Spokeswoman Kelly Young added that the utility exceeds medical hold mandates, allowing two 20-day holds without a doctor’s note in lieu of the required 10-day hold with a note.

NIPSCO, which reported cutting off the lowest percentage of people, emphasized in a statement that “keeping our customers connected is the focus, and disconnection is a last-resort option.”

Spokeswoman Wendy Lussier said the utility offers bill payment assistance plans, energy assistance programs and energy efficiency solutions — like help programs for low-income seniors and active duty members of the military or veterans.
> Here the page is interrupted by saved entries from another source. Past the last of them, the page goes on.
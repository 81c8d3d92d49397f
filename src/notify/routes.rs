//! REST endpoint for sending a transactional email directly.

use axum::extract::State;
use axum::extract::rejection::JsonRejection;
use axum::routing::post;
use axum::{Json, Router};
use serde::Deserialize;
use serde_json::{Value, json};

use super::dispatcher::{DeliveryOutcome, NotificationDispatcher};
use super::email_type::EmailType;
use super::templates::EmailPayload;
use crate::api::{ApiError, parse_submission_id, required};

#[derive(Clone)]
pub struct NotifyRouteState {
    pub dispatcher: NotificationDispatcher,
}

#[derive(Debug, Deserialize)]
#[serde(rename_all = "camelCase")]
struct SendEmailRequest {
    email_type: Option<String>,
    data: Option<Value>,
    submission_id: Option<String>,
}

/// POST /api/send-email
///
/// Delivery failures are reported in the body with `success: false`, not as
/// an HTTP error.
async fn send_email(
    State(state): State<NotifyRouteState>,
    body: Result<Json<SendEmailRequest>, JsonRejection>,
) -> Result<Json<Value>, ApiError> {
    let Json(req) = body?;
    let raw_type = required(&req.email_type, "Missing emailType or data")?;
    let data = req
        .data
        .filter(|d| !d.is_null())
        .ok_or_else(|| ApiError::BadRequest("Missing emailType or data".into()))?;
    let email_type: EmailType = raw_type.parse().map_err(ApiError::BadRequest)?;
    let payload: EmailPayload = serde_json::from_value(data)
        .map_err(|e| ApiError::BadRequest(format!("Invalid email data: {e}")))?;
    let submission_id = match req.submission_id.as_deref().filter(|s| !s.trim().is_empty()) {
        Some(raw) => Some(parse_submission_id(raw)?),
        None => None,
    };

    let outcome = state.dispatcher.send(email_type, &payload, submission_id).await;
    let mut body = json!({
        "success": outcome.is_sent(),
        "status": outcome.status(),
        "emailType": email_type,
    });
    match outcome {
        DeliveryOutcome::Sent { message_id } => body["messageId"] = json!(message_id),
        DeliveryOutcome::Failed { reason } => body["error"] = json!(reason),
        DeliveryOutcome::AlreadySent => {}
    }
    Ok(Json(body))
}

pub fn notify_routes(state: NotifyRouteState) -> Router {
    Router::new()
        .route("/api/send-email", post(send_email))
        .with_state(state)
}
And NIPSCO has continued what began as a request from regulators to offer a 12-month flexible payment plan to EAP-participants — but it’s available to “all customers, regardless of income,” Lussier wrote.

From March through May 2023, about 47 percent of Duke customers more than 60 days behind on bills had payment plans with the utility — the highest rate among the ‘big five.’ NIPSCO reported the lowest proportion — about 8 percent — covering January 2022 through March 2023.
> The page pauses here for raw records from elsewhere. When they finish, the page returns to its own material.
//! Mail transports: Postmark over HTTP, SMTP via lettre, or none.

use std::sync::Arc;

use async_trait::async_trait;
use lettre::message::{Mailbox, MultiPart};
use lettre::transport::smtp::authentication::Credentials;
use lettre::{Message, SmtpTransport, Transport};
use secrecy::{ExposeSecret, SecretString};
use serde::Deserialize;
use serde_json::json;

use super::email_type::EmailType;
use super::templates::RenderedEmail;
use crate::config::{EmailSettings, MailConfig};
use crate::error::DeliveryError;

/// A message with sender details attached.
#[derive(Debug, Clone, PartialEq, Eq)]
pub struct OutgoingEmail {
    pub email_type: EmailType,
    pub from: String,
    pub reply_to: String,
    pub to: String,
    pub subject: String,
    pub html_body: String,
    pub text_body: String,
}

impl OutgoingEmail {
    pub fn new(rendered: RenderedEmail, settings: &EmailSettings) -> Self {
        Self {
            email_type: rendered.email_type,
            from: settings.from_address.clone(),
            reply_to: settings.reply_to.clone(),
            to: rendered.to,
            subject: rendered.subject,
            html_body: rendered.html_body,
            text_body: rendered.text_body,
        }
    }
}

/// Something that can hand a message to a mail provider.
#[async_trait]
pub trait MailTransport: Send + Sync {
    fn name(&self) -> &str;

    /// Send one message, returning the provider's message id.
    async fn send(&self, email: &OutgoingEmail) -> Result<String, DeliveryError>;
}

/// Build the transport selected by configuration.
pub fn from_config(config: &MailConfig) -> Arc<dyn MailTransport> {
    match config {
        MailConfig::Postmark {
            server_token,
            base_url,
        } => Arc::new(PostmarkTransport::new(server_token.clone(), base_url.clone())),
        MailConfig::Smtp {
            host,
            port,
            username,
            password,
        } => Arc::new(SmtpMailer::new(
            host.clone(),
            *port,
            username.clone(),
            password.clone(),
        )),
        MailConfig::Disabled => Arc::new(DisabledTransport),
    }
}

// ── Postmark ────────────────────────────────────────────────────────

pub struct PostmarkTransport {
    client: reqwest::Client,
    server_token: SecretString,
    base_url: String,
}

#[derive(Debug, Deserialize)]
struct PostmarkResponse {
    #[serde(rename = "MessageID")]
    message_id: String,
}

impl PostmarkTransport {
    pub fn new(server_token: SecretString, base_url: String) -> Self {
        Self {
            client: reqwest::Client::new(),
            server_token,
            base_url: base_url.trim_end_matches('/').to_string(),
        }
    }

    fn transport_error(reason: impl std::fmt::Display) -> DeliveryError {
        DeliveryError::Transport {
            provider: "postmark".into(),
            reason: reason.to_string(),
        }
    }
}

#[async_trait]
impl MailTransport for PostmarkTransport {
    fn name(&self) -> &str {
        "postmark"
    }

    async fn send(&self, email: &OutgoingEmail) -> Result<String, DeliveryError> {
        let body = json!({
            "From": email.from,
            "ReplyTo": email.reply_to,
            "To": email.to,
            "Subject": email.subject,
            "HtmlBody": email.html_body,
            "TextBody": email.text_body,
            "Tag": email.email_type.as_str(),
            "MessageStream": "outbound",
        });

        let response = self
            .client
            .post(format!("{}/email", self.base_url))
            .header("Accept", "application/json")
            .header("X-Postmark-Server-Token", self.server_token.expose_secret())
            .json(&body)
            .send()
            .await
            .map_err(Self::transport_error)?;

        let status = response.status();
        if !status.is_success() {
            let body = response.text().await.unwrap_or_default();
            return Err(DeliveryError::Rejected {
                status: status.as_u16(),
                body,
            });
        }

        let parsed: PostmarkResponse = response.json().await.map_err(Self::transport_error)?;
        Ok(parsed.message_id)
    }
}

// ── SMTP ────────────────────────────────────────────────────────────

pub struct SmtpMailer {
    host: String,
    port: u16,
    username: String,
    password: SecretString,
}

impl SmtpMailer {
    pub fn new(host: String, port: u16, username: String, password: SecretString) -> Self {
        Self {
            host,
            port,
            username,
            password,
        }
    }

    fn transport_error(reason: impl std::fmt::Display) -> DeliveryError {
        DeliveryError::Transport {
            provider: "smtp".into(),
            reason: reason.to_string(),
        }
    }
}

fn mailbox(address: &str) -> Result<Mailbox, DeliveryError> {
    address
        .parse::<Mailbox>()
        .map_err(|e| DeliveryError::InvalidAddress {
            address: address.to_string(),
            reason: e.to_string(),
        })
}

/// Build the MIME message. The Message-ID doubles as the returned id.
fn build_message(email: &OutgoingEmail) -> Result<(Message, String), DeliveryError> {
    let message_id = format!("<{}@cancel-flow>", uuid::Uuid::new_v4());
    let message = Message::builder()
        .from(mailbox(&email.from)?)
        .reply_to(mailbox(&email.reply_to)?)
        .to(mailbox(&email.to)?)
        .subject(email.subject.clone())
        .message_id(Some(message_id.clone()))
        .multipart(MultiPart::alternative_plain_html(
            email.text_body.clone(),
            email.html_body.clone(),
        ))
        .map_err(SmtpMailer::transport_error)?;
    Ok((message, message_id))
}

#[async_trait]
impl MailTransport for SmtpMailer {
    fn name(&self) -> &str {
        "smtp"
    }

    async fn send(&self, email: &OutgoingEmail) -> Result<String, DeliveryError> {
        let (message, message_id) = build_message(email)?;

        let creds = Credentials::new(
            self.username.clone(),
            self.password.expose_secret().to_string(),
        );
        let transport = SmtpTransport::relay(&self.host)
            .map_err(Self::transport_error)?
            .port(self.port)
            .credentials(creds)
            .build();

        tokio::task::spawn_blocking(move || transport.send(&message))
            .await
            .map_err(Self::transport_error)?
            .map_err(Self::transport_error)?;

        Ok(message_id)
    }
}

// ── Disabled ────────────────────────────────────────────────────────

/// Used when no provider is configured.
pub struct DisabledTransport;

#[async_trait]
impl MailTransport for DisabledTransport {
    fn name(&self) -> &str {
        "disabled"
    }

    async fn send(&self, _email: &OutgoingEmail) -> Result<String, DeliveryError> {
        Err(DeliveryError::NotConfigured)
    }
}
But NIPSCO customers on payment plans appeared to owe the most on average: about $756 over its 14-month time period. CenterPoint North customers on payment plans owed the least: about $357, on average, from September 2022 to March 2023 .

Less than a year of data left

Such information on Indiana’s largest utilities wasn’t publicly available until the pandemic severely disrupted Hoosier finances, leading the OUCC and consumer advocate groups like Olson’s to push for data reporting.

In May 2020, regulators asked numerous utility companies to report a larger range of data on a monthly basis, nearly all of it backdated to October 2019. They did so through 2021.

Advocates asked for another round of data last year.  That case ended in a settlement finalized in October 2022, and was more limited in who was included.

It required the ‘big five’ to submit reports to the OUCC beginning in October that year and continuing through February 2023. Since March, the utilities have been filing quarterly.

A separate settlement includes three smaller natural gas utilities.

That means Hoosiers haven’t had consistent or comprehensive data for long — and advocates like Olson can’t tell what’s typical, or “acceptable.”

“For decades now, [Citizens Action Coalition] has been talking about the need for the reporting of customer data. For years, we have been pushing this issue,” he said. “And it was never reported until COVID hit. We simply don’t have the historic information to sort of compare and say, ‘This is normal,’ [or] ‘This isn’t normal.’

And that reporting requirement will end after March 2024, according to the settlement. The agreement prevents the OUCC from re-asking for data until that point, and requires it to file a new request with regulators.

When asked if it planned to continue reporting after the requirement ends, AES Indiana and NIPSCO demurred.

Olson was wearier, recounting how numerous reporting bills over the years have died in Statehouse committees without ever getting hearings.

“They’re not going to unless somebody makes them,” he said of the utilities.